Mein Name ist Marvin. Ich bin 21 Jahre alt und komme aus Berlin. Ich habe einen erweiterten Hauptschul-Abschluss und möchte Koch werden. Seit zwei Jahren versuche ich, eine vernünftige Ausbildung zu bekommen. Aber das ist schwieriger, als ich es mir je vorstellen konnte.

Ich war super glücklich, als ich im Herbst 2008 meinen ersten Ausbildungs-Vertrag zum Koch in einer großen Kantine unterschreiben durfte. Die Kantine ist ziemlich hip. Sie liegt direkt an der Spree bei Universal und MTV und täglich essen dort lauter schicke Leute aus der Medienbranche zu Mittag. Die Arbeit dort hat mir echt Spaß gemacht, auch wenn ich fast jeden Tag über 12 Stunden malochen musste. Mir war ja klar, dass die Arbeit als Koch kein Zuckerschlecken ist. Aber Kochen ist eben voll mein Ding.

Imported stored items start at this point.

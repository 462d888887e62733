use std::path::PathBuf;

use dirs_next::home_dir;

/// Expand a leading `~` to the user's home directory.
pub fn expand_tilde(path: &str) -> PathBuf {
    let trimmed = path.trim();
    let Some(home) = home_dir() else {
        return PathBuf::from(trimmed);
    };
    if trimmed == "~" {
        return home;
    }
    match trimmed.strip_prefix("~/").or_else(|| trimmed.strip_prefix("~\\")) {
        Some(rest) => home.join(rest),
        None => PathBuf::from(trimmed),
    }
}

#[cfg(test)]
mod tests {
    use super::*;

    #[test]
    fn leaves_absolute_paths_alone() {
        assert_eq!(expand_tilde(" /etc/opencode/settings.json "), PathBuf::from("/etc/opencode/settings.json"));
    }

    #[test]
    fn expands_home_prefix() {
        if let Some(home) = home_dir() {
            assert_eq!(expand_tilde("~/opencode/settings.json"), home.join("opencode/settings.json"));
            assert_eq!(expand_tilde("~"), home);
        }
    }
}
//! Application state for the status-bar TUI.
//!
//! `App` follows a small update loop: input and monitor callbacks arrive as
//! [`Msg`], `App::update` mutates state and returns [`Effect`]s that the
//! runtime executes (probing, reloading settings, quitting).

use std::time::{Duration, Instant};

use chrono::{DateTime, Local};
use crossterm::event::{KeyCode, KeyEvent, KeyModifiers, MouseButton, MouseEvent, MouseEventKind};
use opencode_health::{NOTICE_DURATION, StatusIndicator, manual_test_notice, settings_notice};
use opencode_types::{ConnectionConfig, ConnectionState};
use ratatui::layout::{Position, Rect};
use tracing::debug;

/// Messages that drive state changes.
#[derive(Debug, Clone)]
pub enum Msg {
    /// The monitor reported a state (possibly unchanged) for the config it probed.
    StateChanged(ConnectionState, ConnectionConfig),
    /// A manual test finished.
    ManualTestFinished(bool),
    /// Settings were reloaded and the monitor restarted.
    SettingsReloaded(ConnectionConfig),
    /// A failure worth showing to the user.
    Failure(String),
    Key(KeyEvent),
    Mouse(MouseEvent),
    /// Periodic animation tick
    Tick,
}

/// Side effects requested by [`App::update`].
#[derive(Debug, Clone, PartialEq, Eq)]
pub enum Effect {
    RunManualTest(ConnectionConfig),
    ReloadSettings,
    Quit,
}

/// A transient message shown above the status bar.
#[derive(Debug, Clone, PartialEq, Eq)]
pub struct Notice {
    pub text: String,
    pub expires_at: Option<Instant>,
}

pub struct App {
    pub config: ConnectionConfig,
    pub state: ConnectionState,
    pub notice: Option<Notice>,
    /// Wall-clock time of the last settled probe result.
    pub last_checked: Option<DateTime<Local>>,
    /// Whether a manual test is in flight.
    pub testing: bool,
    /// Animation frame for the pulsing dot
    pub pulse_idx: usize,
    /// Screen area of the status bar, recorded at render time for mouse hits.
    pub status_area: Rect,
}

impl App {
    pub fn new(config: ConnectionConfig) -> Self {
        Self {
            config,
            state: ConnectionState::Checking,
            notice: None,
            last_checked: None,
            testing: false,
            pulse_idx: 0,
            status_area: Rect::default(),
        }
    }

    pub fn indicator(&self) -> StatusIndicator {
        StatusIndicator::new(self.state, &self.config)
    }

    /// Whether the UI needs fast ticks.
    pub fn is_animating(&self) -> bool {
        self.indicator().pulsing || self.testing || self.notice.as_ref().is_some_and(|notice| notice.expires_at.is_some())
    }

    /// Dim phase of the pulse animation.
    pub fn pulse_dimmed(&self) -> bool {
        self.pulse_idx % 2 == 1
    }

    fn show_notice(&mut self, text: impl Into<String>, now: Instant, duration: Option<Duration>) {
        self.notice = Some(Notice {
            text: text.into(),
            expires_at: duration.map(|duration| now + duration),
        });
    }

    pub fn update(&mut self, msg: Msg, now: Instant) -> Vec<Effect> {
        let mut effects = Vec::new();
        match msg {
            Msg::StateChanged(state, config) => {
                // Results for a config replaced by a reload are stale.
                if config != self.config {
                    debug!(url = %config.base_url(), "ignoring state for previous settings");
                    return effects;
                }
                self.state = state;
                if state == ConnectionState::Checking {
                    self.pulse_idx = 0;
                } else {
                    self.last_checked = Some(Local::now());
                }
            }
            Msg::ManualTestFinished(connected) => {
                self.testing = false;
                self.show_notice(manual_test_notice(connected), now, Some(NOTICE_DURATION));
            }
            Msg::SettingsReloaded(config) => {
                self.config = config;
                self.show_notice(settings_notice(&self.config), now, Some(NOTICE_DURATION));
            }
            Msg::Failure(message) => {
                self.show_notice(message, now, Some(NOTICE_DURATION));
            }
            Msg::Key(key) => effects.extend(self.handle_key(key, now)),
            Msg::Mouse(mouse) => self.handle_mouse(mouse, now),
            Msg::Tick => {
                if self.indicator().pulsing {
                    self.pulse_idx = (self.pulse_idx + 1) % 2;
                }
                if self.notice.as_ref().and_then(|notice| notice.expires_at).is_some_and(|at| now >= at) {
                    self.notice = None;
                }
            }
        }
        effects
    }

    fn handle_key(&mut self, key: KeyEvent, now: Instant) -> Vec<Effect> {
        if key.modifiers.contains(KeyModifiers::CONTROL) && key.code == KeyCode::Char('c') {
            return vec![Effect::Quit];
        }
        match key.code {
            KeyCode::Char('q') | KeyCode::Esc => vec![Effect::Quit],
            KeyCode::Char('t') if !self.testing => {
                self.testing = true;
                self.show_notice("Testing connection...", now, None);
                vec![Effect::RunManualTest(self.config.clone())]
            }
            KeyCode::Char('r') => vec![Effect::ReloadSettings],
            KeyCode::Char('o') => {
                self.show_notice(format!("{}: {}", opencode_types::VIEW_DISPLAY_TEXT, self.config.view_url()), now, Some(NOTICE_DURATION));
                Vec::new()
            }
            KeyCode::Enter => {
                self.show_notice(settings_notice(&self.config), now, Some(NOTICE_DURATION));
                Vec::new()
            }
            _ => Vec::new(),
        }
    }

    fn handle_mouse(&mut self, mouse: MouseEvent, now: Instant) {
        if mouse.kind == MouseEventKind::Down(MouseButton::Left) && self.status_area.contains(Position::new(mouse.column, mouse.row)) {
            self.show_notice(settings_notice(&self.config), now, Some(NOTICE_DURATION));
        }
    }
}

#[cfg(test)]
mod tests {
    use super::*;
    use crossterm::event::KeyEventKind;

    fn key(code: KeyCode) -> Msg {
        Msg::Key(KeyEvent::new(code, KeyModifiers::NONE))
    }

    fn click(column: u16, row: u16) -> Msg {
        Msg::Mouse(MouseEvent {
            kind: MouseEventKind::Down(MouseButton::Left),
            column,
            row,
            modifiers: KeyModifiers::NONE,
        })
    }

    #[test]
    fn starts_checking_and_animating() {
        let app = App::new(ConnectionConfig::default());
        assert_eq!(app.state, ConnectionState::Checking);
        assert!(app.is_animating());
    }

    #[test]
    fn settled_state_records_last_check_and_stops_pulsing() {
        let mut app = App::new(ConnectionConfig::default());
        let now = Instant::now();
        app.update(Msg::Tick, now);
        assert!(app.pulse_dimmed());

        app.update(Msg::StateChanged(ConnectionState::Connected, ConnectionConfig::default()), now);
        assert!(app.last_checked.is_some());
        assert!(!app.is_animating());

        app.update(Msg::Tick, now);
        assert!(app.pulse_dimmed());
    }

    #[test]
    fn manual_test_runs_one_at_a_time() {
        let mut app = App::new(ConnectionConfig::default());
        let now = Instant::now();

        let effects = app.update(key(KeyCode::Char('t')), now);
        assert_eq!(effects, vec![Effect::RunManualTest(ConnectionConfig::default())]);
        assert!(app.testing);
        assert!(app.update(key(KeyCode::Char('t')), now).is_empty());

        app.update(Msg::ManualTestFinished(false), now);
        assert!(!app.testing);
        assert_eq!(app.notice.as_ref().map(|n| n.text.as_str()), Some("✗ Connection failed"));
    }

    #[test]
    fn notices_expire_after_their_duration() {
        let mut app = App::new(ConnectionConfig::default());
        let now = Instant::now();
        app.update(Msg::ManualTestFinished(true), now);
        assert_eq!(app.notice.as_ref().map(|n| n.text.as_str()), Some("✓ Connected!"));

        app.update(Msg::Tick, now + Duration::from_millis(4_999));
        assert!(app.notice.is_some());
        app.update(Msg::Tick, now + NOTICE_DURATION);
        assert!(app.notice.is_none());
    }

    #[test]
    fn quit_keys() {
        let mut app = App::new(ConnectionConfig::default());
        let now = Instant::now();
        assert_eq!(app.update(key(KeyCode::Char('q')), now), vec![Effect::Quit]);
        assert_eq!(app.update(key(KeyCode::Esc), now), vec![Effect::Quit]);
        let ctrl_c = KeyEvent::new_with_kind(KeyCode::Char('c'), KeyModifiers::CONTROL, KeyEventKind::Press);
        assert_eq!(app.update(Msg::Key(ctrl_c), now), vec![Effect::Quit]);
    }

    #[test]
    fn results_for_replaced_settings_do_not_revert_the_config() {
        let mut app = App::new(ConnectionConfig::default());
        let now = Instant::now();
        let edited = ConnectionConfig {
            port: 5001,
            ..ConnectionConfig::default()
        };

        app.update(Msg::SettingsReloaded(edited.clone()), now);
        app.update(Msg::StateChanged(ConnectionState::Checking, edited.clone()), now);
        app.update(Msg::StateChanged(ConnectionState::Connected, ConnectionConfig::default()), now);

        assert_eq!(app.config, edited);
        assert_eq!(app.state, ConnectionState::Checking);
        assert_eq!(app.indicator().tooltip, "OpenCode - Checking...");
        assert_eq!(app.update(key(KeyCode::Char('t')), now), vec![Effect::RunManualTest(edited.clone())]);

        app.update(Msg::StateChanged(ConnectionState::Disconnected, edited), now);
        assert_eq!(app.indicator().tooltip, "OpenCode - Disconnected from http://localhost:5001");
    }

    #[test]
    fn reload_key_requests_settings_reload() {
        let mut app = App::new(ConnectionConfig::default());
        assert_eq!(app.update(key(KeyCode::Char('r')), Instant::now()), vec![Effect::ReloadSettings]);
    }

    #[test]
    fn enter_and_click_show_settings() {
        let mut app = App::new(ConnectionConfig::default());
        let now = Instant::now();
        app.status_area = Rect::new(0, 9, 80, 1);

        app.update(click(5, 2), now);
        assert!(app.notice.is_none());

        app.update(click(5, 9), now);
        assert_eq!(app.notice.as_ref().map(|n| n.text.as_str()), Some("OpenCode Settings: http://localhost:4096"));

        app.notice = None;
        app.update(key(KeyCode::Enter), now);
        assert_eq!(app.notice.as_ref().map(|n| n.text.as_str()), Some("OpenCode Settings: http://localhost:4096"));
    }

    #[test]
    fn open_key_shows_view_url() {
        let mut app = App::new(ConnectionConfig::default());
        app.update(key(KeyCode::Char('o')), Instant::now());
        assert_eq!(app.notice.as_ref().map(|n| n.text.as_str()), Some("Opencode: http://localhost:4096"));
    }
}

Im Februar 2010 – in meinem zweiten Lehrjahr – bekam ich plötzlich kein Lehrlings-Gehalt mehr. Auch die beiden anderen Lehrlinge und Köche bekamen kein Geld mehr. Der Chef hat uns vertröstet, das Geld würde bald kommen. Wir haben dann einfach weiter gearbeitet, sind weiterhin brav zur Berufschule gegangen und haben unserem Chef geglaubt, dass er bald wieder zahlen kann. Im März gab es immer noch kein Geld und so ging das weiter bis zum Juli 2010. Unser Chef hat sich bei uns schon gar nicht mehr blicken lassen, andererseits bekamen wir mit, wie er mit Bargeld nur so um sich schmiss. Er hat den Laden gegen den Baum gefahren und ist inzwischen insolvent.

Wir haben dann bei der IHK (Industrie- und Handelskammer) und beim Jobcenter um Hilfe gebeten. Die IHK – bei der wir ja am Ende der Ausbildung unsere Prüfung machen müssen – hat aber nur mit den Achseln gezuckt. „Das ist Ihr Problem“, wurde uns gesagt, „für solche Fälle sind wir nicht zuständig.“ Wir waren sehr erstaunt über diese Auskunft der IHK. Also sind wir zum Jobcenter gegangen. Doch dort hat man uns nur ein Insolvenz-Formular in die Hand gedrückt – das sollten wir bei unserem Chef abzeichnen lassen, damit wir wenigstens Arbeitslosengeld bekommen können. Zurück zum Chef und ihm das Insolvenz-Formular gegeben und erklärt. Doch der Herr hat einfach eine falsche Insolvenz-Nummer auf dem Formular eingetragen. Ob absichtlich oder weil er verpeilt ist, weiß ich nicht. Jedenfalls gab es dadurch auch kein Arbeitslosengeld. Ich war dann im Sommer 2010 völlig pleite. Richtig sauer wurde ich, als ich erfuhr, dass unser Chef noch einen zweiten Laden hat, der gut läuft. Er hätte uns also bezahlen können. Aber wir kleinen Lehrlinge sind ihm einfach egal.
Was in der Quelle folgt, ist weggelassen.